Exercise description
Print this span of the material below exactly: the line with "impl Default for TimingConfig", the line with "to read config", and every line between them, but nothing else.

Segment Start: Task input

use serde::{Deserialize, Serialize};
use anyhow::Result;
use std::path::{Path, PathBuf};

// Configuration for timing
#[derive(Deserialize, Serialize, Debug, Clone)]
pub struct TimingConfig {
    /// Integration time step dt.
    #[serde(default = "default_dt")]
    pub dt: f64,
    /// Number of recorded states, counting the initial configuration as step 0.
    /// `num_steps` states means `num_steps - 1` integration steps.
    #[serde(default = "default_num_steps")]
    pub num_steps: u32,
}

// Configuration for the force model
#[derive(Deserialize, Serialize, Debug, Clone)]
pub struct PhysicsConfig {
    /// Softening parameter added to the separation distance before cubing,
    /// preventing singular forces at near-zero separations. It does not
    /// prevent large transient forces during extremely close encounters;
    /// that is an accepted approximation of the model.
    #[serde(default = "default_softening")]
    pub softening: f64,
}

// Input and output file paths, loaded from config.toml
#[derive(Deserialize, Serialize, Debug, Clone)]
pub struct IoConfig {
    /// Path of the `.gal` file holding the initial configuration.
    pub input: PathBuf,
    /// Path the final configuration is written to after the last step.
    pub output: PathBuf,
}

// Configuration for frame recording, loaded from config.toml
#[derive(Deserialize, Serialize, Debug, Clone)]
pub struct OutputConfig {
    /// Record the per-step position history and write it out for the
    /// visualizer. When false the engine keeps only the newest state.
    #[serde(default)]
    pub save_frames: bool,
    #[serde(default = "default_frames_filename")]
    pub frames_filename: String,
    /// Frame file format: "bincode" or "json"
    pub format: Option<String>,
}

fn default_dt() -> f64 {
    1e-5
}

fn default_num_steps() -> u32 {
    201
}

fn default_softening() -> f64 {
    1e-3
}

fn default_frames_filename() -> String {
    "frames".to_string()
}

impl Default for TimingConfig {
    fn default() -> Self {
        TimingConfig {
            dt: default_dt(),
            num_steps: default_num_steps(),
        }
    }
}

impl Default for PhysicsConfig {
    fn default() -> Self {
        PhysicsConfig {
            softening: default_softening(),
        }
    }
}

impl Default for OutputConfig {
    fn default() -> Self {
        OutputConfig {
            save_frames: false,
            frames_filename: default_frames_filename(),
            format: None,
        }
    }
}

// Main simulation configuration structure, loaded from config.toml.
#[derive(Deserialize, Serialize, Debug, Clone)]
pub struct SimulationConfig {
    #[serde(default)]
    pub timing: TimingConfig,
    #[serde(default)]
    pub physics: PhysicsConfig,
    pub io: IoConfig,
    #[serde(default)]
    pub output: OutputConfig,
}

impl SimulationConfig {
    /// Loads the simulation configuration from a TOML file.
    pub fn load<P: AsRef<Path>>(path: P) -> Result<Self> {
        let path_ref = path.as_ref();

        let config_str = std::fs::read_to_string(path_ref)
            .map_err(|e| anyhow::anyhow!("Failed to read config file '{}': {}", path_ref.display(), e))?;
        let config: SimulationConfig = toml::from_str(&config_str)
            .map_err(|e| anyhow::anyhow!("Failed to parse TOML from '{}': {}", path_ref.display(), e))?;

        config.validate()?;
        Ok(config)
    }

    /// Checks the numerical parameters; rejects values the engine cannot run with.
    pub fn validate(&self) -> Result<()> {
        if !(self.timing.dt > 0.0) {
            anyhow::bail!("timing.dt must be positive, got {}.", self.timing.dt);
        }
        if self.timing.num_steps == 0 {
            anyhow::bail!("timing.num_steps must be at least 1.");
        }
        if !(self.physics.softening >= 0.0) {
            anyhow::bail!("physics.softening must be non-negative, got {}.", self.physics.softening);
        }
        if self.io.input.as_os_str().is_empty() {
            anyhow::bail!("io.input must not be empty.");
        }
        if self.io.output.as_os_str().is_empty() {
            anyhow::bail!("io.output must not be empty.");
        }
        if let Some(format) = self.output.format.as_deref() {
            match format {
                "bincode" | "json" => {}
                other => anyhow::bail!("output.format must be 'bincode' or 'json', got '{}'.", other),
            }
        }
        Ok(())
    }
}
//! Error types for the galaxy engine.
//!
//! Failure kinds the engine distinguishes before and during a run. I/O and
//! config errors are wrapped into `anyhow` at the application boundary.

use std::fmt;

/// Errors that can occur while loading, validating, or encoding `.gal` data.
#[derive(Debug)]
pub enum GalError {
    /// File byte length is not a multiple of 8, so it cannot be a sequence
    /// of IEEE-754 doubles.
    TruncatedFile { len: usize },
    /// Value count is not a multiple of 6, so the body count is not integral.
    Format { values: usize },
    /// The input holds zero bodies; `G = 100 / N` is undefined.
    DegenerateConfig,
    /// Reading or writing the file failed.
    Io(std::io::Error),
}

impl fmt::Display for GalError {
    fn fmt(&self, f: &mut fmt::Formatter<'_>) -> fmt::Result {
        match self {
            GalError::TruncatedFile { len } => write!(
                f,
                "file length {} bytes is not a multiple of 8; not a flat sequence of doubles",
                len
            ),
            GalError::Format { values } => write!(
                f,
                "{} values do not group into 6-field body records",
                values
            ),
            GalError::DegenerateConfig => {
                write!(f, "input contains no bodies; the simulation cannot start")
            }
            GalError::Io(e) => write!(f, "gal file I/O failed: {}", e),
        }
    }
}

impl std::error::Error for GalError {
    fn source(&self) -> Option<&(dyn std::error::Error + 'static)> {
        match self {
            GalError::Io(e) => Some(e),
            _ => None,
        }
    }
}

impl From<std::io::Error> for GalError {
    fn from(e: std::io::Error) -> Self {
        GalError::Io(e)
    }
}
use serde::{Serialize, Deserialize};

use crate::vecmath::Vec2;

/// A point mass in the simulation.
///
/// Identity is the body's positional index within a [`State`]; that index is
/// what excludes self-interaction in the force sum and what fixes the record
/// order in `.gal` files. `mass` and `brightness` are carried through a run
/// unchanged; only `position` and `velocity` are touched by integration.
/// `brightness` is display-only and never enters the physics.
#[derive(Debug, Clone, Copy, PartialEq, Serialize, Deserialize)]
pub struct Body {
    pub position: Vec2,
    pub mass: f64,
    pub velocity: Vec2,
    pub brightness: f64,
}

/// The complete simulation state at one time step: an ordered sequence of
/// bodies. The body count is fixed for the whole run, and a new `State` is
/// always produced atomically from the previous one — it is never partially
/// updated in place.
#[derive(Debug, Clone, PartialEq, Serialize, Deserialize)]
pub struct State {
    pub bodies: Vec<Body>,
}

impl State {
    pub fn new(bodies: Vec<Body>) -> Self {
        Self { bodies }
    }

    /// Number of bodies N.
    pub fn len(&self) -> usize {
        self.bodies.len()
    }

    pub fn is_empty(&self) -> bool {
        self.bodies.is_empty()
    }
}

Segment End: Task input

Solution for this exercise
impl Default for TimingConfig {
    fn default() -> Self {
        TimingConfig {
            dt: default_dt(),
            num_steps: default_num_steps(),
        }
    }
}

impl Default for PhysicsConfig {
    fn default() -> Self {
        PhysicsConfig {
            softening: default_softening(),
        }
    }
}

impl Default for OutputConfig {
    fn default() -> Self {
        OutputConfig {
            save_frames: false,
            frames_filename: default_frames_filename(),
            format: None,
        }
    }
}

// Main simulation configuration structure, loaded from config.toml.
#[derive(Deserialize, Serialize, Debug, Clone)]
pub struct SimulationConfig {
    #[serde(default)]
    pub timing: TimingConfig,
    #[serde(default)]
    pub physics: PhysicsConfig,
    pub io: IoConfig,
    #[serde(default)]
    pub output: OutputConfig,
}

impl SimulationConfig {
    /// Loads the simulation configuration from a TOML file.
    pub fn load<P: AsRef<Path>>(path: P) -> Result<Self> {
        let path_ref = path.as_ref();

        let config_str = std::fs::read_to_string(path_ref)
            .map_err(|e| anyhow::anyhow!("Failed to read config file '{}': {}", path_ref.display(), e))?;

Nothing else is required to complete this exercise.